Peacock concluded that Clark died from "massive intravascular sickling associated with extreme physical activity due to PCP and cocaine induced excited delirium"; that is, that Clark became so agitated from drugs that his red blood cells lost oxygen and collapsed, killing him a conclusion described as questionable by sickle cell experts consulted by the Chronicle. (For more, see "What Killed Michael Clark?" Dec. 2.) Peacock ruled out the heat of the day, or the strikes from the Tasers, or even the volatile situation, as having contributed to Clark's delirium or death an opinion that remains under review by a panel of local medical experts. At a minimum, the police recordings suggest that although Clark is obviously agitated while in the car, he does not appear to be having any clear medical difficulty until just after the three Taser strikes have been administered.
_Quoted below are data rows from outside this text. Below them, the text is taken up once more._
//! Month grid computation and the calendar view state.

use std::collections::BTreeSet;

use tracing::debug;

use crate::prelude::*;
use crate::{CalendarDate, Clock, Holiday, HolidaySet, YearMonth, DAYS_PER_WEEK};

/// Every date of `month`, 1st to last, ascending.
pub fn days_in_month(month: YearMonth) -> Vec<CalendarDate> {
    let last = month.last_day();
    let mut days = Vec::with_capacity(usize::from(last.day()));
    let mut current = Some(month.first_day());
    while let Some(day) = current.filter(|d| *d <= last) {
        days.push(day);
        current = day.succ();
    }
    days
}

pub fn sundays_in_month(month: YearMonth) -> BTreeSet<CalendarDate> {
    days_in_month(month).into_iter().filter(CalendarDate::is_sunday).collect()
}

/// Sundays of `month` plus every national holiday in the set.
///
/// Holidays are not filtered by month; out-of-month entries never match a
/// displayed day.
pub fn disabled_dates(holidays: &HolidaySet, month: YearMonth) -> BTreeSet<CalendarDate> {
    let mut disabled = sundays_in_month(month);
    disabled.extend(holidays.national_dates());
    debug!(%month, count = disabled.len(), "Recomputed disabled dates");
    disabled
}

/// Whether `date` cannot be booked, independent of the displayed month
pub fn is_disabled(holidays: &HolidaySet, date: &CalendarDate) -> bool {
    date.is_sunday() || holidays.is_national_holiday(date)
}

/// Number of blank cells before the 1st in a Sunday-first grid
pub fn starting_weekday_offset(month: YearMonth) -> u8 {
    month.first_day().weekday_offset()
}

/// Exact-date lookup of any holiday kind
pub fn holiday_for_date<'a>(holidays: &'a HolidaySet, date: &CalendarDate) -> Option<&'a Holiday> {
    holidays.find(date)
}

/// Informational banner shown under the calendar for a date.
#[derive(Debug, Clone, PartialEq, Eq, Display)]
pub enum DateNotice {
    #[display(fmt = "This day is a holiday: {_0}")]
    Holiday(String),
    #[display(fmt = "This day is a Sunday. No training can be scheduled.")]
    Sunday,
}

pub fn date_notice(holidays: &HolidaySet, date: &CalendarDate) -> Option<DateNotice> {
    match holidays.find(date) {
        Some(holiday) => Some(DateNotice::Holiday(holiday.name.clone())),
        None if date.is_sunday() => Some(DateNotice::Sunday),
        None => None,
    }
}

#[derive(Debug, Clone, Copy, PartialEq, Eq)]
pub struct DayCell {
    pub date:     CalendarDate,
    pub disabled: bool,
    pub selected: bool,
}

/// One month laid out for a 7-column, Sunday-first grid.
#[derive(Debug, Clone, PartialEq, Eq)]
pub struct MonthGrid {
    pub month:         YearMonth,
    pub leading_blank: u8,
    pub days:          Vec<DayCell>,
}

impl MonthGrid {
    /// Rows of the grid, blanks as `None`; the last row is not padded.
    pub fn weeks(&self) -> Vec<Vec<Option<DayCell>>> {
        let cells: Vec<Option<DayCell>> = std::iter::repeat_n(None, usize::from(self.leading_blank))
            .chain(self.days.iter().copied().map(Some))
            .collect();
        cells.chunks(usize::from(DAYS_PER_WEEK)).map(<[_]>::to_vec).collect()
    }
}

pub fn month_grid(holidays: &HolidaySet, month: YearMonth, selected: Option<CalendarDate>) -> MonthGrid {
    let disabled = disabled_dates(holidays, month);
    let days = days_in_month(month)
        .into_iter()
        .map(|date| DayCell {
            date,
            disabled: disabled.contains(&date),
            selected: selected == Some(date),
        })
        .collect();

    MonthGrid {
        month,
        leading_blank: starting_weekday_offset(month),
        days,
    }
}

/// Derived state of the date picker.
///
/// The form owns the selected date and passes it in through
/// [`Self::select_holiday_info`]; the view keeps a copy to recompute the
/// banner when the holidays change.
#[derive(Debug, Clone)]
pub struct CalendarView {
    displayed_month:       YearMonth,
    holidays:              HolidaySet,
    disabled_dates:        BTreeSet<CalendarDate>,
    selected_date:         Option<CalendarDate>,
    selected_date_holiday: Option<Holiday>,
}

impl CalendarView {
    pub fn new(month: YearMonth, holidays: HolidaySet) -> Self {
        let disabled_dates = disabled_dates(&holidays, month);
        Self {
            displayed_month: month,
            holidays,
            disabled_dates,
            selected_date: None,
            selected_date_holiday: None,
        }
    }

    /// Opens on the month containing the clock's current date
    pub fn current<C: Clock + ?Sized>(clock: &C, holidays: HolidaySet) -> Self {
        Self::new(clock.today().year_month(), holidays)
    }

    pub const fn displayed_month(&self) -> YearMonth {
        self.displayed_month
    }

    pub const fn disabled_dates(&self) -> &BTreeSet<CalendarDate> {
        &self.disabled_dates
    }

    pub const fn selected_date_holiday(&self) -> Option<&Holiday> {
        self.selected_date_holiday.as_ref()
    }

    pub const fn holidays(&self) -> &HolidaySet {
        &self.holidays
    }

    /// Steps back one month. Stays put at 0001-01.
    pub fn show_previous_month(&mut self) {
        if let Some(previous) = self.displayed_month.previous() {
            self.show_month(previous);
        }
    }

    /// Steps forward one month. Stays put at 9999-12.
    pub fn show_next_month(&mut self) {
        if let Some(next) = self.displayed_month.next() {
            self.show_month(next);
        }
    }

    pub fn show_month(&mut self, month: YearMonth) {
        self.displayed_month = month;
        self.refresh();
    }

    /// Installs a new holiday snapshot, discarding the old one. The banner is
    /// recomputed for the last selected date.
    pub fn set_holidays(&mut self, holidays: HolidaySet) {
        self.holidays = holidays;
        self.refresh();
        self.refresh_banner();
    }

    /// Recomputes the holiday banner for the form's selected date
    pub fn select_holiday_info(&mut self, selected: Option<CalendarDate>) {
        self.selected_date = selected;
        self.refresh_banner();
    }

    fn refresh_banner(&mut self) {
        self.selected_date_holiday = self
            .selected_date
            .and_then(|date| self.holidays.find(&date).cloned());
    }

    pub fn is_disabled(&self, date: &CalendarDate) -> bool {
        self.disabled_dates.contains(date) || is_disabled(&self.holidays, date)
    }

    /// Handles a click on a grid day: returns the date to select, or `None`
    /// when the day is disabled.
    pub fn click(&self, date: CalendarDate) -> Option<CalendarDate> {
        if self.is_disabled(&date) {
            debug!(%date, "Ignored click on disabled date");
            None
        } else {
            Some(date)
        }
    }

    pub fn grid(&self, selected: Option<CalendarDate>) -> MonthGrid {
        month_grid(&self.holidays, self.displayed_month, selected)
    }

    /// Header text, e.g. "January 2024"
    pub fn title(&self) -> String {
        self.displayed_month.label()
    }

    fn refresh(&mut self) {
        self.disabled_dates = disabled_dates(&self.holidays, self.displayed_month);
    }
}

#[cfg(test)]
mod tests {
    use super::*;
    use crate::test_utils::{date, january_2024_holidays, month, national, observance};
    use crate::FixedClock;

    #[test]
    fn test_days_in_month_lengths() {
        struct TestCase {
            year:   u16,
            month:  u8,
            length: usize,
        }

        let cases = [
            TestCase { year: 2024, month: 1, length: 31 },
            TestCase { year: 2024, month: 2, length: 29 },
            TestCase { year: 2023, month: 2, length: 28 },
            TestCase { year: 2100, month: 2, length: 28 },
            TestCase { year: 2024, month: 4, length: 30 },
            TestCase { year: 2024, month: 12, length: 31 },
            TestCase { year: 9999, month: 12, length: 31 },
        ];

        for case in &cases {
            let ym = month(case.year, case.month);
            let days = days_in_month(ym);
            assert_eq!(days.len(), case.length, "{ym}");
            assert_eq!(days.first(), Some(&ym.first_day()));
            assert_eq!(days.last(), Some(&ym.last_day()));
            assert!(days.windows(2).all(|w| w[0].succ() == Some(w[1])), "{ym} not contiguous");
            assert!(days.iter().all(|d| ym.contains(d)));
        }
    }

    #[test]
    fn test_first_day_matches_offset_for_every_month_of_a_year() {
        for m in 1..=12 {
            let ym = month(2025, m);
            let days = days_in_month(ym);
            assert_eq!(days[0].weekday_offset(), starting_weekday_offset(ym), "{ym}");
        }
    }

    #[test]
    fn test_sundays_in_month() {
        for m in 1..=12 {
            let ym = month(2024, m);
            let sundays = sundays_in_month(ym);
            assert!(sundays.iter().all(CalendarDate::is_sunday));
            let expected = days_in_month(ym).into_iter().filter(CalendarDate::is_sunday).count();
            assert_eq!(sundays.len(), expected, "{ym}");
            assert!((4..=5).contains(&sundays.len()));
        }
    }

    #[test]
    fn test_january_2024_scenario() {
        let ym = month(2024, 1);
        assert_eq!(days_in_month(ym).len(), 31);
        assert_eq!(starting_weekday_offset(ym), 1);

        let disabled = disabled_dates(&january_2024_holidays(), ym);
        let expected: BTreeSet<_> = [
            date(2024, 1, 1),
            date(2024, 1, 7),
            date(2024, 1, 14),
            date(2024, 1, 21),
            date(2024, 1, 28),
        ]
        .into_iter()
        .collect();
        assert_eq!(disabled, expected);
    }

    #[test]
    fn test_disabled_iff_sunday_or_national_holiday() {
        let holidays = HolidaySet::new(vec![
            national("2024-05-01", "Labour Day"),
            national("2024-05-03", "Constitution Day"),
            observance("2024-05-02", "Flag Day"),
            national("2024-06-01", "Outside the month"),
        ]);
        let ym = month(2024, 5);
        let disabled = disabled_dates(&holidays, ym);

        for day in days_in_month(ym) {
            let expected = day.is_sunday() || holidays.is_national_holiday(&day);
            assert_eq!(disabled.contains(&day), expected, "{day}");
            assert_eq!(is_disabled(&holidays, &day), expected, "{day}");
        }
        assert!(!disabled.contains(&date(2024, 5, 2)));
    }

    #[test]
    fn test_sunday_first_month_has_no_leading_pad() {
        // September 2024 starts on a Sunday
        let ym = month(2024, 9);
        assert_eq!(starting_weekday_offset(ym), 0);
        let grid = month_grid(&HolidaySet::empty(), ym, None);
        assert_eq!(grid.leading_blank, 0);
        assert!(grid.weeks()[0][0].is_some());
    }

    #[test]
    fn test_month_grid_cells() {
        let ym = month(2024, 1);
        let grid = month_grid(&january_2024_holidays(), ym, Some(date(2024, 1, 15)));

        assert_eq!(grid.leading_blank, 1);
        assert_eq!(grid.days.len(), 31);
        assert!(grid.days[0].disabled);
        assert!(!grid.days[1].disabled);
        assert!(grid.days[14].selected);
        assert_eq!(grid.days.iter().filter(|c| c.selected).count(), 1);

        let weeks = grid.weeks();
        assert_eq!(weeks.len(), 5);
        assert_eq!(weeks[0][0], None);
        assert_eq!(weeks[0][1].map(|c| c.date), Some(date(2024, 1, 1)));
        assert!(weeks.iter().all(|w| w.len() <= 7));
    }

    #[test]
    fn test_holiday_lookup_and_notice() {
        let holidays = january_2024_holidays();
        assert_eq!(holiday_for_date(&holidays, &date(2024, 1, 1)).map(|h| h.name.as_str()), Some("New Year"));
        assert!(holiday_for_date(&holidays, &date(2024, 1, 2)).is_none());

        assert_eq!(
            date_notice(&holidays, &date(2024, 1, 1)).map(|n| n.to_string()),
            Some("This day is a holiday: New Year".to_owned())
        );
        // An observance on a Sunday still names the holiday
        assert_eq!(
            date_notice(&holidays, &date(2024, 1, 21)),
            Some(DateNotice::Holiday("Grandmother's Day".to_owned()))
        );
        assert_eq!(
            date_notice(&holidays, &date(2024, 1, 14)).map(|n| n.to_string()),
            Some("This day is a Sunday. No training can be scheduled.".to_owned())
        );
        assert_eq!(date_notice(&holidays, &date(2024, 1, 2)), None);
    }

    #[test]
    fn test_view_navigation_rolls_over_years() {
        let mut view = CalendarView::new(month(2024, 12), HolidaySet::empty());
        view.show_next_month();
        assert_eq!(view.displayed_month(), month(2025, 1));
        assert_eq!(view.title(), "January 2025");
        view.show_previous_month();
        view.show_previous_month();
        assert_eq!(view.displayed_month(), month(2024, 11));
    }

    #[test]
    fn test_view_navigation_clamps_at_limits() {
        let mut view = CalendarView::new(month(9999, 12), HolidaySet::empty());
        view.show_next_month();
        assert_eq!(view.displayed_month(), month(9999, 12));

        let mut view = CalendarView::new(month(1, 1), HolidaySet::empty());
        view.show_previous_month();
        assert_eq!(view.displayed_month(), month(1, 1));
    }

    #[test]
    fn test_view_recomputes_disabled_dates_on_navigation() {
        let mut view = CalendarView::new(month(2024, 1), january_2024_holidays());
        assert!(view.disabled_dates().contains(&date(2024, 1, 7)));

        view.show_next_month();
        assert!(!view.disabled_dates().contains(&date(2024, 1, 7)));
        assert!(view.disabled_dates().contains(&date(2024, 2, 4)));
    }

    #[test]
    fn test_view_opens_on_clock_month() {
        let view = CalendarView::current(&FixedClock(date(2024, 3, 15)), HolidaySet::empty());
        assert_eq!(view.displayed_month(), month(2024, 3));
    }

    #[test]
    fn test_view_click_rejects_disabled_dates() {
        let view = CalendarView::new(month(2024, 1), january_2024_holidays());
        assert_eq!(view.click(date(2024, 1, 1)), None);
        assert_eq!(view.click(date(2024, 1, 7)), None);
        assert_eq!(view.click(date(2024, 1, 2)), Some(date(2024, 1, 2)));
        // Observances stay selectable
        assert_eq!(view.click(date(2024, 1, 22)), Some(date(2024, 1, 22)));
    }

    #[test]
    fn test_view_holiday_banner() {
        let mut view = CalendarView::new(month(2024, 1), january_2024_holidays());
        view.select_holiday_info(Some(date(2024, 1, 1)));
        assert_eq!(view.selected_date_holiday().map(|h| h.name.as_str()), Some("New Year"));

        view.select_holiday_info(Some(date(2024, 1, 2)));
        assert!(view.selected_date_holiday().is_none());

        view.select_holiday_info(Some(date(2024, 1, 1)));
        view.set_holidays(HolidaySet::empty());
        assert!(view.selected_date_holiday().is_none());
        assert!(!view.disabled_dates().contains(&date(2024, 1, 1)));
        assert!(view.disabled_dates().contains(&date(2024, 1, 7)));

        view.select_holiday_info(None);
        view.set_holidays(january_2024_holidays());
        assert!(view.selected_date_holiday().is_none());
    }

    #[test]
    fn test_view_banner_appears_when_holidays_arrive() {
        let mut view = CalendarView::new(month(2024, 1), HolidaySet::empty());
        view.select_holiday_info(Some(date(2024, 1, 1)));
        assert!(view.selected_date_holiday().is_none());

        view.set_holidays(january_2024_holidays());
        assert_eq!(view.selected_date_holiday().map(|h| h.name.as_str()), Some("New Year"));

        view.show_next_month();
        assert_eq!(view.selected_date_holiday().map(|h| h.name.as_str()), Some("New Year"));
    }
}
On Jan. 4, a Travis Co. grand jury cleared the officers (including Eiben and Morgan) of any criminal responsibility for Clark's death.
*Oops! The following correction ran in the March 3, 2006 issue: In last week's story "APD's Michael Clark Videos," we incorrectly reported that the mental health officer that responded to the scene was Officer Douglas Drake. In fact, the MHO who evaluated Clark at the scene was Officer James Morgan. We regret the error.